A esta altura, muito já foi escrito constatando o encaixe. Talvez reste falar, ainda, algo sobre as engrenagens e os movimentos que elas permitem. Pois O Som ao Redor – e, a rigor, toda a obra de Kleber Mendonça Filho – é um filme em que o controle absoluto determina certos efeitos, e os efeitos, por sua vez, reafirmam o controle. Seu valor, portanto, não está somente na crítica de costumes, na arguta leitura histórica, no vigor quase absoluto da encenação… mas sim em como cada um desses aspectos é controlado de maneira a gerar um re-encaixe, de pegar peças que, embora espalhadas, já traziam no recorte do corpo a justeza de seus lugares. Por mais que seu aspecto político seja determinante (ainda mais por ser uma política também interna à arte: O Som ao Redor é um filme, não um panfleto – e como filme ele é mais forte em abalar o sensível do que em lhe escorar com certezas), a idéia já bastante cristalizada do filme como crítica social parecia, em geral, se anular justamente na insistência de uma estratificação desse retrato: Pernambuco; classe-média; Recife; novos ricos; a herança dos engenhos; Setúbal. De fato, O Som ao Redor se passa em tempo e lugares específicos, mas a atenção do filme (e o que o torna francamente especial) reside em dois movimentos mais amplos e que afirmam, ao mesmo tempo, sua força artística e política.

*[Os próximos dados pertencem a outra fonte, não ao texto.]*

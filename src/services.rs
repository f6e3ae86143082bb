//! Programmed subscriber services
//!
//! A programmed service is a UNI port together with the tagging
//! information the access controller provisioned for it. Services are
//! exposed in the datastore under user-chosen names (aliases); services
//! provisioned behind the bridge's back get a name derived from the port
//! and the service name.

use serde::{Deserialize, Serialize};
use tracing::warn;

use crate::error::Result;

/// Tagging information of a programmed service
///
/// Missing numeric fields read as 0, matching the controller's JSON.
#[derive(Debug, Clone, Default, PartialEq, Eq, Serialize, Deserialize)]
#[serde(rename_all = "camelCase", default)]
pub struct UniTag {
    pub uni_tag_match: i32,
    pub pon_c_tag: i32,
    pub pon_s_tag: i32,
    pub technology_profile_id: i32,
    pub upstream_bandwidth_profile: String,
    pub upstream_olt_bandwidth_profile: String,
    pub downstream_bandwidth_profile: String,
    pub downstream_olt_bandwidth_profile: String,
    pub is_dhcp_required: bool,
    pub is_igmp_required: bool,
    pub is_pppoe_required: bool,
    pub configured_mac_address: String,
    pub enable_mac_learning: bool,
    pub us_pon_c_tag_priority: i32,
    pub us_pon_s_tag_priority: i32,
    pub ds_pon_c_tag_priority: i32,
    pub ds_pon_s_tag_priority: i32,
    pub service_name: String,
}

/// A service programmed on a named UNI port
#[derive(Debug, Clone, PartialEq, Eq)]
pub struct ProgrammedService {
    pub port_name: String,
    pub tag: UniTag,
}

/// Identifies one service across requests
#[derive(Debug, Clone, Default, PartialEq, Eq, Hash, Serialize, Deserialize)]
#[serde(rename_all = "camelCase")]
pub struct ServiceKey {
    pub port: String,
    pub s_tag: String,
    pub c_tag: String,
    pub tp_id: String,
}

impl ServiceKey {
    /// Alias lookup key of a programmed service
    pub fn for_service(service: &ProgrammedService) -> Self {
        Self {
            port: service.port_name.clone(),
            s_tag: service.tag.pon_s_tag.to_string(),
            c_tag: service.tag.pon_c_tag.to_string(),
            tp_id: service.tag.technology_profile_id.to_string(),
        }
    }
}

/// User-provided names of a service in the datastore
#[derive(Debug, Clone, PartialEq, Eq, Serialize, Deserialize)]
#[serde(rename_all = "camelCase")]
pub struct ServiceAlias {
    pub key: ServiceKey,
    pub service_name: String,
    pub vlans_name: String,
}

impl ServiceAlias {
    /// Names derived from the port and the controller's service name
    pub fn fallback(key: ServiceKey, uni_tag_service_name: &str) -> Self {
        let service_name = format!("{}-{}", key.port, uni_tag_service_name);
        Self {
            vlans_name: format!("{}-vlans", service_name),
            service_name,
            key,
        }
    }
}

/// Service-facing collaborator
pub trait ServiceProvider: Send + Sync {
    /// Services currently programmed, with their port names resolved
    fn programmed_services(&self) -> Result<Vec<ProgrammedService>>;

    /// Alias stored for `key`, if any
    fn alias(&self, key: &ServiceKey) -> Result<Option<ServiceAlias>>;
}

/// Alias of `service`, or the fallback names when none is stored
///
/// The fallback is not written back: serving a request never changes the
/// provider's state.
pub fn resolve_alias(
    provider: &dyn ServiceProvider,
    service: &ProgrammedService,
) -> Result<ServiceAlias> {
    let key = ServiceKey::for_service(service);
    if let Some(alias) = provider.alias(&key)? {
        return Ok(alias);
    }

    let alias = ServiceAlias::fallback(key, &service.tag.service_name);
    warn!(
        port = %alias.key.port,
        fallback = %alias.service_name,
        "cannot-load-service-alias"
    );
    Ok(alias)
}

#[cfg(test)]
mod tests {
    use super::*;
    use std::collections::HashMap;

    struct Aliases(HashMap<ServiceKey, ServiceAlias>);

    impl ServiceProvider for Aliases {
        fn programmed_services(&self) -> Result<Vec<ProgrammedService>> {
            Ok(Vec::new())
        }

        fn alias(&self, key: &ServiceKey) -> Result<Option<ServiceAlias>> {
            Ok(self.0.get(key).cloned())
        }
    }

    fn service() -> ProgrammedService {
        ProgrammedService {
            port_name: "BBSM00000001-1".to_string(),
            tag: UniTag {
                pon_s_tag: 111,
                pon_c_tag: 222,
                technology_profile_id: 64,
                service_name: "hsia".to_string(),
                ..Default::default()
            },
        }
    }

    #[test]
    fn test_uni_tag_from_json() {
        let tag: UniTag = serde_json::from_str(
            r#"{"uniTagMatch": 4096, "ponCTag": 101, "ponSTag": 11, "technologyProfileId": 64,
                "isDhcpRequired": true, "isPppoeRequired": true, "usPonSTagPriority": -1,
                "serviceName": "hsia"}"#,
        )
        .unwrap();

        assert_eq!(tag.uni_tag_match, 4096);
        assert_eq!(tag.technology_profile_id, 64);
        assert!(tag.is_dhcp_required);
        assert!(tag.is_pppoe_required);
        assert!(!tag.is_igmp_required);
        assert_eq!(tag.us_pon_s_tag_priority, -1);
        assert_eq!(tag.ds_pon_s_tag_priority, 0);
    }

    #[test]
    fn test_service_key() {
        let key = ServiceKey::for_service(&service());
        assert_eq!(key.port, "BBSM00000001-1");
        assert_eq!(key.s_tag, "111");
        assert_eq!(key.c_tag, "222");
        assert_eq!(key.tp_id, "64");
    }

    #[test]
    fn test_stored_alias_wins() {
        let key = ServiceKey::for_service(&service());
        let stored = ServiceAlias {
            key: key.clone(),
            service_name: "internet".to_string(),
            vlans_name: "internet-vlans".to_string(),
        };
        let provider = Aliases(HashMap::from([(key, stored.clone())]));

        assert_eq!(resolve_alias(&provider, &service()).unwrap(), stored);
    }

    #[test]
    fn test_fallback_alias() {
        let provider = Aliases(HashMap::new());
        let alias = resolve_alias(&provider, &service()).unwrap();

        assert_eq!(alias.service_name, "BBSM00000001-1-hsia");
        assert_eq!(alias.vlans_name, "BBSM00000001-1-hsia-vlans");
        assert!(provider.0.is_empty());
    }
}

O primeiro movimento é a maneira como a câmera alterna entre duas posturas antagônicas: uma posição bastante frontal e concentrada em relação ao que filma; e uma espécie de política da digressão. Essa digressão é política justamente por ser pontual – falem o que quiserem do tom das atuações, da porosidade de seu “discurso”, mas O Som ao Redor nunca poderia ser chamado de um filme digressivo – e por seus momentos isolados se colocarem em confronto com a atenção direta e detida em uma cena que, em geral, está onde a ação está. Por oposição, nos vôos baixos dessa digressão, o filme não foge, não se nega a olhar, mas simdesloca onde está a ação. Não é, portanto, uma negação do olhar frontal, mas um desvio de o que seria merecedor dessa frontalidade, uma forma de trazer a borda da imagem para o centro. Uma espécie de “efeito Duchamp”.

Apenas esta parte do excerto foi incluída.